Another Jewish concept is Tikkan Olam, which I probably badly misspelled. This is perhaps my favorite Jewish idea. It means to heal the world. Every person has this obligation, too. To make the world whole, or at least as whole, or healed, as you can. We are obligated to make the world a better place than when we found it. How will her talents fit into this? Heaven only knows, but my job is to help her realize her own gifts, and help her see how she can use them for good.
Of course, other traditions share these traditions as well, though they give them different names. No one tradition or religion has a corner on all the good in the world. There is enough good to go around. It is my job to also help her know this.
But these are things to impart later. Because today she is six months old, and our job is to love her, and make her feel it. We try to, every day. We sometimes get frustrated, we still get exhausted and we get flabbergasted at times, too, but we never forget to hold her, hug her, care for her, and make her feel as loved as we know how. We can't parent any other way.
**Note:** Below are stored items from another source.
//! User-visible notifications
//!
//! The sink is fire-and-forget: the core never reads anything back.

use std::sync::mpsc::Sender;

/// Toast styling requested by the core
#[derive(Debug, Clone, Copy, PartialEq, Eq)]
pub enum NotificationKind {
    Info,
    Destructive,
}

/// A transient message for the user
#[derive(Debug, Clone, PartialEq, Eq)]
pub struct Notification {
    pub title: String,
    pub description: String,
    pub kind: NotificationKind,
}

impl Notification {
    pub fn info(title: impl Into<String>, description: impl Into<String>) -> Self {
        Self {
            title: title.into(),
            description: description.into(),
            kind: NotificationKind::Info,
        }
    }

    pub fn destructive(title: impl Into<String>, description: impl Into<String>) -> Self {
        Self {
            title: title.into(),
            description: description.into(),
            kind: NotificationKind::Destructive,
        }
    }

    /// Emitted by both the inline and the fullscreen viewport when a
    /// document cannot be opened
    pub fn load_failed() -> Self {
        Self::destructive("Error loading PDF", "Please try again later")
    }

    pub fn render_failed(page: u32) -> Self {
        Self::destructive(
            "Error rendering page",
            format!("Page {page} could not be displayed"),
        )
    }
}

/// Receiver of notifications, supplied by the host application
pub trait NotificationSink {
    fn notify(&mut self, notification: Notification);
}

/// Collects notifications in memory
impl NotificationSink for Vec<Notification> {
    fn notify(&mut self, notification: Notification) {
        self.push(notification);
    }
}

/// Forwards notifications to another part of the host, e.g. the UI thread's
/// toast queue. A hung-up receiver just drops them.
impl NotificationSink for Sender<Notification> {
    fn notify(&mut self, notification: Notification) {
        if self.send(notification).is_err() {
            tracing::debug!("notification receiver dropped");
        }
    }
}

impl<S: NotificationSink + ?Sized> NotificationSink for &mut S {
    fn notify(&mut self, notification: Notification) {
        (**self).notify(notification);
    }
}
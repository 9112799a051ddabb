use iced::widget::image::Handle;
use pdf_viewport_core::{RenderRequest, RenderToken};
use std::collections::{HashMap, VecDeque};

/// Rendered page kept for redisplay
#[derive(Debug, Clone)]
struct CachedPage {
    width: u32,
    handle: Handle,
}

/// Rendered pages of the open document, keyed by render token.
///
/// The page on screen and the one waiting to replace it must both survive
/// eviction, otherwise a zoom change would blank the viewport.
#[derive(Debug)]
pub struct PageCache {
    limit: usize,
    pages: HashMap<RenderToken, CachedPage>,
    order: VecDeque<RenderToken>,
}

impl PageCache {
    pub fn new(limit: usize) -> Self {
        Self {
            limit: limit.max(2),
            pages: HashMap::new(),
            order: VecDeque::new(),
        }
    }

    pub fn get(&self, token: &RenderToken) -> Option<Handle> {
        self.pages.get(token).map(|page| page.handle.clone())
    }

    /// True when this exact request (token and width) has been drawn
    pub fn contains(&self, request: &RenderRequest) -> bool {
        self.pages
            .get(&request.token)
            .is_some_and(|page| page.width == request.width)
    }

    pub fn insert(&mut self, request: &RenderRequest, handle: Handle, keep: &[RenderToken]) {
        let token = request.token;
        self.pages.insert(
            token,
            CachedPage {
                width: request.width,
                handle,
            },
        );
        self.order.retain(|cached| *cached != token);
        self.order.push_back(token);

        while self.pages.len() > self.limit {
            let Some(index) = self.order.iter().position(|cached| !keep.contains(cached)) else {
                break;
            };
            if let Some(evicted) = self.order.remove(index) {
                self.pages.remove(&evicted);
                tracing::trace!(page = evicted.page, scale = %evicted.scale, "evicted rendered page");
            }
        }
    }

    pub fn len(&self) -> usize {
        self.pages.len()
    }

    pub fn clear(&mut self) {
        self.pages.clear();
        self.order.clear();
    }
}

#[cfg(test)]
mod tests {
    use super::*;
    use pdf_viewport_core::{Rotation, Scale};

    fn request(page: u32, width: u32) -> RenderRequest {
        RenderRequest {
            token: RenderToken {
                page,
                scale: Scale::ACTUAL_SIZE,
                rotation: Rotation::NONE,
            },
            width,
        }
    }

    fn pixel() -> Handle {
        Handle::from_rgba(1, 1, vec![0u8, 0, 0, 255])
    }

    #[test]
    fn width_is_part_of_a_hit() {
        let mut cache = PageCache::new(4);
        cache.insert(&request(1, 600), pixel(), &[]);
        assert!(cache.contains(&request(1, 600)));
        assert!(!cache.contains(&request(1, 800)));
        assert!(cache.get(&request(1, 800).token).is_some());
    }

    #[test]
    fn evicts_oldest_but_keeps_visible_pages() {
        let mut cache = PageCache::new(2);
        let shown = request(1, 600);
        cache.insert(&shown, pixel(), &[shown.token]);
        cache.insert(&request(2, 600), pixel(), &[shown.token]);
        cache.insert(&request(3, 600), pixel(), &[shown.token]);

        assert_eq!(cache.len(), 2);
        assert!(cache.contains(&shown));
        assert!(!cache.contains(&request(2, 600)));
        assert!(cache.contains(&request(3, 600)));
    }

    #[test]
    fn clear_empties_cache() {
        let mut cache = PageCache::new(3);
        cache.insert(&request(1, 10), pixel(), &[]);
        cache.clear();
        assert_eq!(cache.len(), 0);
    }
}
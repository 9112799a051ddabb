//! Error types for the viewport core
//!
//! None of these are fatal to the hosting application. Load and render
//! failures are surfaced through a [`NotificationSink`](crate::notify::NotificationSink),
//! page input errors stay local to the page text box.

use std::path::PathBuf;
use thiserror::Error;

/// Errors raised by controller operations
#[derive(Error, Debug)]
pub enum ViewerError {
    /// Zoom value outside the configured set
    #[error("unsupported zoom level: {percent}%")]
    UnsupportedScale { percent: u16 },

    /// Page jump text rejected
    #[error(transparent)]
    PageInput(#[from] PageInputError),
}

/// Result type alias for viewport operations
pub type ViewerResult<T> = Result<T, ViewerError>;

/// Reasons a typed page number is rejected
#[derive(Error, Debug, Clone, PartialEq, Eq)]
pub enum PageInputError {
    #[error("page number is empty")]
    Empty,

    #[error("'{0}' is not a page number")]
    NotANumber(String),

    #[error("page {page} is out of range (1-{total_pages})")]
    OutOfRange { page: u32, total_pages: u32 },

    #[error("page numbers start at 1")]
    Zero,

    #[error("'{0}' is too large to be a page number")]
    TooLarge(String),
}

/// Failures reported by a [`PageRenderer`](crate::render::PageRenderer)
#[derive(Error, Debug, Clone, PartialEq, Eq)]
pub enum RenderError {
    #[error("failed to open document: {0}")]
    Load(String),

    #[error("page {page} does not exist")]
    PageOutOfBounds { page: u32 },

    #[error("failed to render page {page}: {reason}")]
    Page { page: u32, reason: String },
}

/// Configuration loading and validation errors
#[derive(Error, Debug)]
pub enum ConfigError {
    #[error("failed to read config {path}: {source}")]
    Io {
        path: PathBuf,
        #[source]
        source: std::io::Error,
    },

    #[error("invalid config JSON: {0}")]
    Json(#[from] serde_json::Error),

    #[error("zoom level list is empty")]
    NoZoomLevels,

    #[error("zoom level must be positive")]
    ZeroZoomLevel,

    #[error("default zoom {0}% is not one of the zoom levels")]
    DefaultZoomMissing(u16),

    #[error("fallback width must be at least 1px")]
    ZeroFallbackWidth,
}
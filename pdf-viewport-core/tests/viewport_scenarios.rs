//! End-to-end viewer sessions against a scripted renderer

use std::collections::HashSet;

use pdf_viewport_core::{
    DocumentInfo, DocumentSource, Notification, NotificationKind, PageRenderer, RenderError,
    RenderRequest, Scale, StepDirection, ViewerConfig, ViewportController,
};
use pretty_assertions::assert_eq;

/// Renders instantly, but the session decides when results are delivered
struct ScriptedRenderer {
    total_pages: Option<u32>,
    failing_pages: HashSet<u32>,
    rendered: Vec<RenderRequest>,
}

impl ScriptedRenderer {
    fn with_pages(total_pages: u32) -> Self {
        Self {
            total_pages: Some(total_pages),
            failing_pages: HashSet::new(),
            rendered: Vec::new(),
        }
    }

    fn broken() -> Self {
        Self {
            total_pages: None,
            failing_pages: HashSet::new(),
            rendered: Vec::new(),
        }
    }
}

impl PageRenderer for ScriptedRenderer {
    type Output = (u32, u32);

    fn load_document(&mut self, source: &DocumentSource) -> Result<DocumentInfo, RenderError> {
        self.total_pages
            .map(|total_pages| DocumentInfo { total_pages })
            .ok_or_else(|| RenderError::Load(format!("{source} is not a PDF")))
    }

    fn render(&mut self, request: &RenderRequest) -> Result<(u32, u32), RenderError> {
        self.rendered.push(*request);
        if self.failing_pages.contains(&request.token.page) {
            return Err(RenderError::Page {
                page: request.token.page,
                reason: "bad content stream".into(),
            });
        }
        Ok((request.token.page, request.scaled_width()))
    }
}

type Viewer = ViewportController<Vec<Notification>>;

fn open(renderer: &mut ScriptedRenderer) -> Viewer {
    let mut viewer = ViewportController::new(&ViewerConfig::default(), Vec::new());
    match renderer.load_document(&DocumentSource::new("file:///tmp/report.pdf")) {
        Ok(info) => viewer.on_document_loaded(info.total_pages),
        Err(_) => viewer.on_document_load_failed(),
    }
    viewer
}

/// Render whatever the viewer currently wants and deliver the outcome
fn pump(viewer: &mut Viewer, renderer: &mut ScriptedRenderer) {
    let Some(request) = viewer.current_request() else {
        return;
    };
    if viewer.render_blocked() {
        return;
    }
    match renderer.render(&request) {
        Ok(_) => {
            viewer.on_page_render_succeeded(request.token);
        }
        Err(err) => {
            viewer.on_page_render_failed(request.token, &err);
        }
    }
}

fn scale(percent: u16) -> Scale {
    Scale::from_percent(percent).unwrap()
}

#[test]
fn five_page_walkthrough() {
    let mut renderer = ScriptedRenderer::with_pages(5);
    let mut viewer = open(&mut renderer);
    assert_eq!(viewer.total_pages(), Some(5));

    viewer.set_page(3);
    assert_eq!(viewer.current_page(), 3);

    viewer.step_page(StepDirection::Next);
    assert_eq!(viewer.current_page(), 4);

    viewer.step_page(StepDirection::Next);
    viewer.step_page(StepDirection::Next);
    assert_eq!(viewer.current_page(), 5);

    viewer.step_page(StepDirection::Next);
    assert_eq!(viewer.current_page(), 5);
    assert_eq!(viewer.page_input().text(), "5");

    pump(&mut viewer, &mut renderer);
    assert_eq!(renderer.rendered.last().map(|r| r.token.page), Some(5));
    assert!(!viewer.is_loading());
}

#[test]
fn load_failure_without_prior_load() {
    let mut renderer = ScriptedRenderer::broken();
    let viewer = open(&mut renderer);

    assert_eq!(viewer.sink().len(), 1);
    assert_eq!(viewer.sink()[0].kind, NotificationKind::Destructive);
    assert_eq!(viewer.total_pages(), None);
    assert_eq!(viewer.current_page(), 1);
    assert_eq!(viewer.current_request(), None);
}

#[test]
fn document_loaded_twice_is_idempotent() {
    let mut renderer = ScriptedRenderer::with_pages(10);
    let mut once = open(&mut renderer);
    let mut twice = open(&mut renderer);
    twice.on_document_loaded(10);

    assert_eq!(once.state(), twice.state());
    assert_eq!(once.phase(), twice.phase());

    pump(&mut once, &mut renderer);
    pump(&mut twice, &mut renderer);
    assert_eq!(once.state(), twice.state());
}

#[test]
fn out_of_order_settlement_keeps_latest_zoom() {
    let mut renderer = ScriptedRenderer::with_pages(10);
    let mut viewer = open(&mut renderer);
    viewer.on_container_width_changed(Some(600));

    viewer.set_scale(scale(100)).unwrap();
    let slow = viewer.current_request().unwrap();
    viewer.set_scale(scale(200)).unwrap();
    let fast = viewer.current_request().unwrap();

    renderer.render(&fast).unwrap();
    assert!(viewer.on_page_render_succeeded(fast.token));

    renderer.render(&slow).unwrap();
    assert!(!viewer.on_page_render_succeeded(slow.token));
    assert_eq!(viewer.rendered_scale(), Some(scale(200)));
}

#[test]
fn failing_page_does_not_block_navigation() {
    let mut renderer = ScriptedRenderer::with_pages(4);
    renderer.failing_pages.insert(2);
    let mut viewer = open(&mut renderer);

    pump(&mut viewer, &mut renderer);
    let page_one = viewer.visible_layers().shown;
    assert!(page_one.is_some());

    viewer.step_page(StepDirection::Next);
    pump(&mut viewer, &mut renderer);
    assert_eq!(viewer.sink(), &vec![Notification::render_failed(2)]);
    assert_eq!(viewer.visible_layers().shown, page_one);

    viewer.step_page(StepDirection::Next);
    pump(&mut viewer, &mut renderer);
    assert_eq!(viewer.current_page(), 3);
    assert_eq!(viewer.visible_layers().shown.map(|t| t.page), Some(3));
    assert_eq!(viewer.sink().len(), 1);
}

#[test]
fn resize_uses_new_width_without_new_cycle() {
    let mut renderer = ScriptedRenderer::with_pages(2);
    let mut viewer = open(&mut renderer);
    pump(&mut viewer, &mut renderer);
    let phase = viewer.phase();

    viewer.on_container_width_changed(Some(1024));
    assert_eq!(viewer.phase(), phase);

    pump(&mut viewer, &mut renderer);
    assert_eq!(renderer.rendered.last().map(|r| r.width), Some(1024));
    assert_eq!(viewer.phase(), phase);
}

#[test]
fn failed_redraw_after_resize_is_reported_once() {
    let mut renderer = ScriptedRenderer::with_pages(3);
    let mut viewer = open(&mut renderer);
    pump(&mut viewer, &mut renderer);
    let settled = viewer.visible_layers().shown;

    renderer.failing_pages.insert(1);
    viewer.on_container_width_changed(Some(4000));
    pump(&mut viewer, &mut renderer);
    let attempts = renderer.rendered.len();

    assert_eq!(viewer.sink(), &vec![Notification::render_failed(1)]);
    assert!(viewer.render_blocked());
    assert_eq!(viewer.visible_layers().shown, settled);

    // Nothing more is issued until a parameter changes
    pump(&mut viewer, &mut renderer);
    assert_eq!(renderer.rendered.len(), attempts);

    renderer.failing_pages.clear();
    viewer.step_page(StepDirection::Next);
    pump(&mut viewer, &mut renderer);
    assert_eq!(viewer.visible_layers().shown.map(|t| t.page), Some(2));
    assert_eq!(viewer.sink().len(), 1);
}
use anyhow::{Context, Result};
use pdf_viewport_core::{
    DocumentInfo, DocumentSource, PageRenderer, RenderError, RenderRequest, Rotation,
};
use pdfium_render::prelude::*;
use std::path::Path;

/// PDF renderer using pdfium-render
pub struct PdfRenderer {
    pdfium: &'static Pdfium,
    document: Option<PdfDocument<'static>>,
}

impl PdfRenderer {
    /// Bind PDFium once for the whole process
    pub fn new() -> Result<Self> {
        let bindings = Pdfium::bind_to_library(Pdfium::pdfium_platform_library_name_at_path("./"))
            .or_else(|_| Pdfium::bind_to_system_library())
            .context("Failed to bind to PDFium library. Please install PDFium or download the library from https://github.com/bblanchon/pdfium-binaries")?;
        // Documents borrow the bindings, which live as long as the process
        let pdfium: &'static Pdfium = Box::leak(Box::new(Pdfium::new(bindings)));
        Ok(Self {
            pdfium,
            document: None,
        })
    }
}

impl PageRenderer for PdfRenderer {
    type Output = image::RgbaImage;

    fn load_document(&mut self, source: &DocumentSource) -> Result<DocumentInfo, RenderError> {
        let locator = source.as_str();
        let path = Path::new(locator.strip_prefix("file://").unwrap_or(locator));

        // The previous document stays usable if the refreshed one fails to open
        let pdfium = self.pdfium;
        let document = pdfium
            .load_pdf_from_file(path, None)
            .map_err(|e| RenderError::Load(format!("{}: {:?}", path.display(), e)))?;

        let total_pages = u32::from(document.pages().len());
        self.document = Some(document);
        Ok(DocumentInfo { total_pages })
    }

    fn render(&mut self, request: &RenderRequest) -> Result<image::RgbaImage, RenderError> {
        let page_number = request.token.page;
        let document = self
            .document
            .as_ref()
            .ok_or_else(|| RenderError::Load("no document open".to_string()))?;

        let index = u16::try_from(request.page_index())
            .map_err(|_| RenderError::PageOutOfBounds { page: page_number })?;
        let page = document
            .pages()
            .get(index)
            .map_err(|_| RenderError::PageOutOfBounds { page: page_number })?;

        let render_config = PdfRenderConfig::new()
            .set_target_width(request.scaled_width() as i32)
            .rotate(pdfium_rotation(request.token.rotation), true);

        let page_error = |reason: String| RenderError::Page {
            page: page_number,
            reason,
        };

        let bitmap = page
            .render_with_config(&render_config)
            .map_err(|e| page_error(format!("{:?}", e)))?;

        image::RgbaImage::from_raw(
            bitmap.width() as u32,
            bitmap.height() as u32,
            bitmap.as_rgba_bytes(),
        )
        .ok_or_else(|| page_error("bitmap size does not match its pixel data".to_string()))
    }
}

fn pdfium_rotation(rotation: Rotation) -> PdfPageRenderRotation {
    match rotation.degrees() {
        90 => PdfPageRenderRotation::Degrees90,
        180 => PdfPageRenderRotation::Degrees180,
        270 => PdfPageRenderRotation::Degrees270,
        _ => PdfPageRenderRotation::None,
    }
}

#[cfg(test)]
mod tests {
    use super::*;

    #[test]
    fn quarter_turns_map_to_pdfium_rotations() {
        let mut rotation = Rotation::NONE;
        let mut seen = Vec::new();
        for _ in 0..4 {
            seen.push(pdfium_rotation(rotation));
            rotation = rotation.rotated();
        }
        assert_eq!(
            seen,
            vec![
                PdfPageRenderRotation::None,
                PdfPageRenderRotation::Degrees90,
                PdfPageRenderRotation::Degrees180,
                PdfPageRenderRotation::Degrees270,
            ]
        );
    }
}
It's the smile that makes it all so much easier, that makes the tiredness, or even occasional frustration melt away. When she smiles as me a warmth spreads all over me, and I realize that I can be surprised by love, again and again. I thought I knew myself well, but I am a different person than I was a little over six months ago. I care more about my family, less about myself.
I know I have more to go in this direction, but I am trying. I am also trying, at the same time, to enhance the parts of me that are key to my happiness and who I am. I do not think these things are incompatible.
Stella, ironically, is quite similar in many ways to how she was in the womb, feisty. But she is more warm that she is feisty.
I wish I had something more wise to say about this auspicious day, but I don't. She gives direction and an urgent sense of purpose to our lives, and made everything richer in ways we couldn't imagine. Just by being herself. I couldn't ask for more, but I am looking forward to what comes.